**Task instructions**
Please work out how many lines in the entries below include the string "derive", and reply with the number alone.

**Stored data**
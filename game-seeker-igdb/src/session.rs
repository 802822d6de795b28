use std::collections::HashSet;

use crate::error::IgdbError;
use crate::types::EnrichedGame;

/// Deduplication key for repeated searches: normalized title plus the
/// sorted set of selected genre display names. Distinct from per-record id
/// dedup, which lives in the session ledger.
#[derive(Debug, Clone, PartialEq, Eq, Hash)]
pub struct SearchKey {
    title: String,
    genres: Vec<String>,
}

impl SearchKey {
    pub fn new(title: &str, genre_names: &[String]) -> Self {
        let mut genres: Vec<String> = genre_names.to_vec();
        genres.sort_unstable();
        Self {
            title: title.trim().to_lowercase(),
            genres,
        }
    }

    pub fn title(&self) -> &str {
        &self.title
    }

    pub fn is_empty(&self) -> bool {
        self.title.is_empty()
    }
}

impl std::fmt::Display for SearchKey {
    fn fmt(&self, f: &mut std::fmt::Formatter<'_>) -> std::fmt::Result {
        if self.genres.is_empty() {
            write!(f, "{}", self.title)
        } else {
            write!(f, "{} | {}", self.title, self.genres.join(","))
        }
    }
}

/// Mutable state of one interactive session: the record-id ledger, the
/// search history, and the accumulated exportable result collection.
///
/// The ledger and collection are append-only during a session; a record id,
/// once in the ledger, is never re-enriched or re-appended. Only an
/// explicit [`reset`](SearchSession::reset) clears them (the "back to the
/// start screen" boundary).
#[derive(Debug, Default)]
pub struct SearchSession {
    seen_ids: HashSet<u64>,
    searched_keys: Vec<SearchKey>,
    results: Vec<EnrichedGame>,
}

impl SearchSession {
    pub fn new() -> Self {
        Self::default()
    }

    /// Validate a search key before any network call: the title must be
    /// non-empty and the key must not have been searched this session.
    pub fn validate_search(&self, key: &SearchKey) -> Result<(), IgdbError> {
        if key.is_empty() {
            return Err(IgdbError::EmptyTitle);
        }
        if self.searched_keys.contains(key) {
            return Err(IgdbError::DuplicateSearch(key.to_string()));
        }
        Ok(())
    }

    /// Record a completed search in the history, whether or not it
    /// produced results.
    pub fn record_search(&mut self, key: SearchKey) {
        if !self.searched_keys.contains(&key) {
            self.searched_keys.push(key);
        }
    }

    pub fn is_seen(&self, id: u64) -> bool {
        self.seen_ids.contains(&id)
    }

    /// Add an enriched record to the collection and its id to the ledger.
    /// Returns false (and appends nothing) if the id was already seen.
    pub fn add_result(&mut self, id: u64, game: EnrichedGame) -> bool {
        if !self.seen_ids.insert(id) {
            return false;
        }
        self.results.push(game);
        true
    }

    /// Number of unique games added so far.
    pub fn unique_count(&self) -> usize {
        self.seen_ids.len()
    }

    pub fn results(&self) -> &[EnrichedGame] {
        &self.results
    }

    /// Search history, most recent last.
    pub fn history(&self) -> impl Iterator<Item = &SearchKey> {
        self.searched_keys.iter()
    }

    /// Clear everything: the session boundary when the user returns to the
    /// start screen.
    pub fn reset(&mut self) {
        self.seen_ids.clear();
        self.searched_keys.clear();
        self.results.clear();
    }
}

#[cfg(test)]
mod tests {
    use super::*;

    fn enriched(name: &str) -> EnrichedGame {
        EnrichedGame {
            name: name.to_string(),
            release_date: "Not Available".to_string(),
            rating: "Not Available".to_string(),
            genres: "Not Available".to_string(),
            storyline: "Not Available".to_string(),
            summary: "Not Available".to_string(),
            platforms: "Not Available".to_string(),
            cover_url: "No cover available".to_string(),
        }
    }

    #[test]
    fn key_normalizes_title_and_sorts_genres() {
        let a = SearchKey::new("  Mario ", &["Shooter".to_string(), "Adventure".to_string()]);
        let b = SearchKey::new("mario", &["Adventure".to_string(), "Shooter".to_string()]);
        assert_eq!(a, b);
        assert_eq!(a.to_string(), "mario | Adventure,Shooter");
    }

    #[test]
    fn key_without_genres_displays_title_only() {
        let key = SearchKey::new("Zelda", &[]);
        assert_eq!(key.to_string(), "zelda");
    }

    #[test]
    fn empty_title_is_rejected() {
        let session = SearchSession::new();
        let key = SearchKey::new("   ", &[]);
        assert!(matches!(
            session.validate_search(&key),
            Err(IgdbError::EmptyTitle)
        ));
    }

    #[test]
    fn duplicate_search_is_rejected_locally() {
        let mut session = SearchSession::new();
        let key = SearchKey::new("mario", &["Platform".to_string()]);
        session.validate_search(&key).unwrap();
        session.record_search(key.clone());
        assert!(matches!(
            session.validate_search(&key),
            Err(IgdbError::DuplicateSearch(_))
        ));
    }

    #[test]
    fn ledger_never_double_appends() {
        let mut session = SearchSession::new();
        assert!(session.add_result(7, enriched("First")));
        assert!(!session.add_result(7, enriched("Again")));
        assert_eq!(session.results().len(), 1);
        assert_eq!(session.unique_count(), 1);
    }

    #[test]
    fn reset_clears_ledger_history_and_results() {
        let mut session = SearchSession::new();
        session.add_result(1, enriched("A"));
        session.record_search(SearchKey::new("a", &[]));
        session.reset();
        assert_eq!(session.unique_count(), 0);
        assert_eq!(session.results().len(), 0);
        assert!(session.history().next().is_none());
        // The same key is searchable again after a reset
        assert!(session.validate_search(&SearchKey::new("a", &[])).is_ok());
    }
}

**Written response**
2